O Projeto Giração pareceu-me ser bastante agradável aos jovens da UNIDADE que a frequentaram há época. Referiam-se à administradora do projeto, Tia Eli, como a “mãe de todos” e que “cumpria o que falava”. Mencionavam que, caso não fosse possível realizar algo ela “não se comprometia”, sendo, portanto, “diferente do que acontece na UNIDADE”. O nome do Projeto Giração, de acordo com a entrevistada Tia Eli foi uma criação do próprio grupo de jovens que constituía a base do Movimento Nacional de Meninos e Meninas de Rua do Distrito Federal. O nome articula com organicidade a vivência dos jovens de rua que possuem o hábito de circular e movimentar:

Tia Eli – Aí os meninos já tavam cansados dessa história de nome. Aí falou

Giração. Por que a ideia de Giração? Que já era que eles girava mesmo,

girava na Rodoviária, girava duma cidade pra outra... e ação porque a gente ia produzir novas ações. Aí ficou Giração!

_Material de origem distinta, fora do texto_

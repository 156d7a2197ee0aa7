//! Stack scattered boxes using anchors
//!
//! Boxes are scattered around the origin and tilted, then each one is placed
//! with its bottom on the top of the previous one, spun a little more every
//! time. The same pile is then built as an assembly and both results are
//! compared.
//!
//! Run with: cargo run -p mate-core --example boxes_pileup [solver.ron]

use glam::DVec3;
use mate_core::{Anchor, Assembly, Constraint, MeshSolid, Part, Solver, SolverConfig};

const BOX_COUNT: usize = 100;
const SCATTER: i64 = 200;

/// Small deterministic generator for scatter offsets
struct Scatter(u64);

impl Scatter {
    fn next_offset(&mut self) -> f64 {
        self.0 = self
            .0
            .wrapping_mul(6364136223846793005)
            .wrapping_add(1442695040888963407);
        let span = (2 * SCATTER + 1) as u64;
        ((self.0 >> 33) % span) as f64 - SCATTER as f64
    }
}

fn make_box(index: usize) -> Result<Part<MeshSolid>, mate_core::GeometryError> {
    Ok(Part::new(
        format!("box{index}"),
        MeshSolid::cuboid(30.0, 20.0, 10.0),
        [
            ("top", Anchor::new(DVec3::new(15.0, 10.0, 10.0), DVec3::Z)?),
            ("bottom", Anchor::new(DVec3::new(15.0, 10.0, 0.0), -DVec3::Z)?),
        ],
    ))
}

fn main() -> Result<(), Box<dyn std::error::Error>> {
    use tracing_subscriber::{layer::SubscriberExt, util::SubscriberInitExt};

    tracing_subscriber::registry()
        .with(
            tracing_subscriber::EnvFilter::try_from_default_env()
                .unwrap_or_else(|_| "boxes_pileup=info,mate_core=debug".into()),
        )
        .with(tracing_subscriber::fmt::layer())
        .init();

    let config = match std::env::args().nth(1) {
        Some(path) => SolverConfig::load(path)?,
        None => SolverConfig::default(),
    };
    let solver = Solver::new(config);

    let mut scatter = Scatter(0x5eed);
    let boxes = (0..BOX_COUNT)
        .map(|i| {
            let offset = DVec3::new(
                scatter.next_offset(),
                scatter.next_offset(),
                scatter.next_offset(),
            );
            make_box(i)?
                .translate(offset)
                .rotate(30.0, DVec3::ONE, DVec3::ZERO)
        })
        .collect::<Result<Vec<_>, _>>()?;

    // Pairwise placement
    let mut pile = vec![boxes[0].clone()];
    for (i, next) in boxes.iter().enumerate().skip(1) {
        let angle = 11.0 * i as f64;
        let placed = next.place_with(&solver, "bottom", &pile[i - 1], "top", angle, 0.0)?;
        tracing::debug!("Box {} placed", i);
        pile.push(placed);
    }

    // Same pile as an assembly
    let mut assembly = Assembly::new("pileup", boxes[0].clone());
    for (i, pair) in boxes.windows(2).enumerate() {
        let constraint = Constraint::new("top", "bottom").angle(11.0 * (i + 1) as f64);
        assembly.link(&pair[0], &pair[1], constraint)?;
    }
    let resolved = assembly.resolve_parts()?;

    let mut max_gap = 0.0f64;
    for (placed, linked) in pile.iter().zip(&resolved) {
        let a = placed.anchor("top")?.position();
        let b = linked.anchor("top")?.position();
        max_gap = max_gap.max(a.distance(b));
    }
    if max_gap > 1e-6 {
        return Err(format!("pairwise and assembly piles differ by {max_gap}").into());
    }

    for part in pile.iter().step_by(10) {
        let top = part.anchor("top")?;
        tracing::info!(
            part = part.name(),
            top = %top.position(),
            direction = %top.direction(),
            "Stacked"
        );
    }

    let pile_shape = assembly.compound()?;
    if let Some((min, max)) = pile_shape.bounding_box() {
        tracing::info!(%min, %max, "Pile bounds");
    }
    tracing::info!(
        boxes = pile.len(),
        max_gap,
        "Pairwise placement and assembly resolution agree"
    );

    Ok(())
}
//! Geometry kernel boundary for mate
//!
//! This crate defines what the assembly engine needs from a geometry kernel:
//! - Shape: opaque solid handle that can be transformed
//! - MeshSolid: polyhedral reference implementation with primitives
//! - Compound: aggregation of many shapes into a single handle

mod compound;
mod mesh;
mod shape;

pub use compound::{Compound, compound};
pub use mesh::MeshSolid;
pub use shape::{KernelError, KernelResult, Shape, ShapeKind};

Por isso que são tão ligados neste diabo desse Giração, até hoje...

Entre as informações trazidas pelos jovens sobre o Projeto em nossas conversas e anotadas em meu Diário de Campo destaco:

a) Os quartos eram divididos entre os “caixa baixa” – menores de 12 anos, os meninos, as meninas, as “libélulas” – homossexuais, os maiores de idade da Rodoviária do Plano Piloto e os casais;

b) A comida poderia ser preparada pelos frequentadores, ao contrário do que ocorria na

UNIDADE, onde um dos jovens disse ter sido impedido por um dos servidores pelo

fato de “gastar muito gás”;

c) A equipe do Projeto Giração fazia os jovens “se sentirem em casa”, porque os funcionários eram mais próximos deles e atenciosos; e

d) Havia “assembleias” em que os jovens podiam se manifestar e opinar sobre suas condições de acolhimento e também reivindicar melhorias.